KOLKATA, JAN. 2. The former West Bengal Chief Minister, Mr. Jyoti Basu, today said he would produce an audio tape containing a controversial statement by the former Uttar Pradesh Chief Minister, Mr. Kalyan Singh, before the Liberhans commission inquiring into the Babri Masjid demolition case on January 29.

``I would submit an audio tape containing an overjoyous statement of the former UP Chief Minister that while the contractors would have taken one and a half months to bring down the Babri structure (`Dhacha' as he called it), the kar sevaks accomplished the job in five hours,'' Mr.

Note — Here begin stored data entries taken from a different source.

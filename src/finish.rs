//! Finishing pass over a written PDF.
//!
//! Rewrites the document information dictionary and applies the
//! [`SaveOptions`] compaction steps in order: clean, garbage, deflate.

use crate::sink::{DocumentMetadata, SaveOptions, SinkError};
use chrono::{DateTime, Utc};
use lopdf::{Dictionary, Document, Object, StringFormat};
use tracing::debug;

/// Formats a timestamp as a PDF date string, e.g. `D:20170730082113Z`.
pub fn pdf_date(date: &DateTime<Utc>) -> String {
    date.format("D:%Y%m%d%H%M%SZ").to_string()
}

/// Encodes a PDF text string: PDFDocEncoding-compatible ASCII stays a literal
/// string, anything else becomes UTF-16BE with a byte order mark.
fn text_string(text: &str) -> Object {
    if text.is_ascii() {
        return Object::string_literal(text);
    }

    let mut bytes = vec![0xFE, 0xFF];
    for unit in text.encode_utf16() {
        bytes.extend_from_slice(&unit.to_be_bytes());
    }
    Object::String(bytes, StringFormat::Hexadecimal)
}

fn info_dictionary(metadata: &DocumentMetadata) -> Dictionary {
    let mut info = Dictionary::new();

    let text_fields = [
        ("Title", &metadata.title),
        ("Subject", &metadata.subject),
        ("Author", &metadata.author),
        ("Creator", &metadata.creator),
        ("Producer", &metadata.producer),
    ];
    for (key, value) in text_fields {
        if let Some(value) = value {
            info.set(key, text_string(value));
        }
    }

    if let Some(date) = &metadata.creation_date {
        info.set("CreationDate", Object::string_literal(pdf_date(date)));
    }
    if let Some(date) = &metadata.mod_date {
        info.set("ModDate", Object::string_literal(pdf_date(date)));
    }

    info
}

/// Applies metadata and save options to serialized PDF bytes.
pub fn finish_document(
    pdf: &[u8],
    metadata: &DocumentMetadata,
    options: &SaveOptions,
) -> Result<Vec<u8>, SinkError> {
    let mut doc = Document::load_mem(pdf)?;

    let info_id = doc.add_object(info_dictionary(metadata));
    doc.trailer.set("Info", info_id);

    if options.clean {
        let removed = doc.delete_zero_length_streams();
        debug!(removed = removed.len(), "removed zero-length streams");
    }
    if options.garbage > 0 {
        let pruned = doc.prune_objects();
        debug!(pruned = pruned.len(), "pruned unreferenced objects");
    }
    if options.garbage >= 3 {
        doc.renumber_objects();
    }
    if options.deflate {
        doc.compress();
    }

    let mut out = Vec::new();
    doc.save_to(&mut out)?;
    Ok(out)
}
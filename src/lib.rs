//! colordb_pdf
//!
//! Renders a paginated PDF reference of named RGB colors, and bundles a few
//! small document utilities: image to PNG conversion, embedded file export
//! and plain text dumps.

pub mod catalog;
pub mod embedded;
pub mod finish;
pub mod paginator;
pub mod raster;
pub mod sink;
pub mod text_dump;

pub use catalog::{builtin_catalog, load_catalog, parse_catalog, CatalogError, ColorEntry};
pub use embedded::{EmbeddedError, EmbeddedFile};
pub use paginator::{paginate, GridLayout, Page, PaginateError, Paginator, SortKey};
pub use raster::{Pixmap, RasterError};
pub use sink::{
    render_catalog, render_pages, DocumentMetadata, DocumentSink, PdfSink, RenderError,
    SaveOptions, SinkError,
};
pub use text_dump::TextDumpError;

Basu told the 61st session of the Indian History Congress, here.

Condemning the demolition of the 500-year-old historical structure by a `band of frenzied kar sevaks' on December 6, 1992, he said ``there are some who would say that the structure was not pulled down, but it collapsed, or that it was an accident and not organised, as the Prime Minister, Mr. Atal Bihari Vajpayee, personally told me.''

Mr. Basu termed `unfortunate' the manner in which a high official in a government body in Delhi had `gone out of his way' to suggest that the mosque had no religious significance and Muslims should hand over the site to the Hindus.

Hindutva

Lashing out at the BJP's `Hindutva' agenda, he said the `tragic upsurge' of sectarian and fundamentalist political forces in recent times sought to use history to take the country backwards and mould people's intellect with ``obscurantism and fundamentalist values.''

``At a time when historians should be encouraged to enlighten us on other issues, attempts are being made in an organised manner to divert popular attention to the Mandir-Masjid-Church issue. I feel perturbed by the venom being spread against religious minorities and the violence perpetrated against them.''

On the pretext of curriculum reforms, textbooks were being rewritten on the basis of communal ideology. ``While we are speaking of IT revolution, we are also toying with ideas of vedic mathematics and a course in astrology. I also understand that in some school books, the map of India is being shown as including not only Pakistan and Bangladesh, but also the entire region of Bhutan, Nepal, Tibet and even parts of Myanmar. I wonder what our neighbours think of this,'' Mr. Basu said.

In a book series for school children, the section on the Freedom movement eulogised Hegdewar and Golwalkar, but undermined the contributions of mainstream national leaders, Muslims and communists, he observed.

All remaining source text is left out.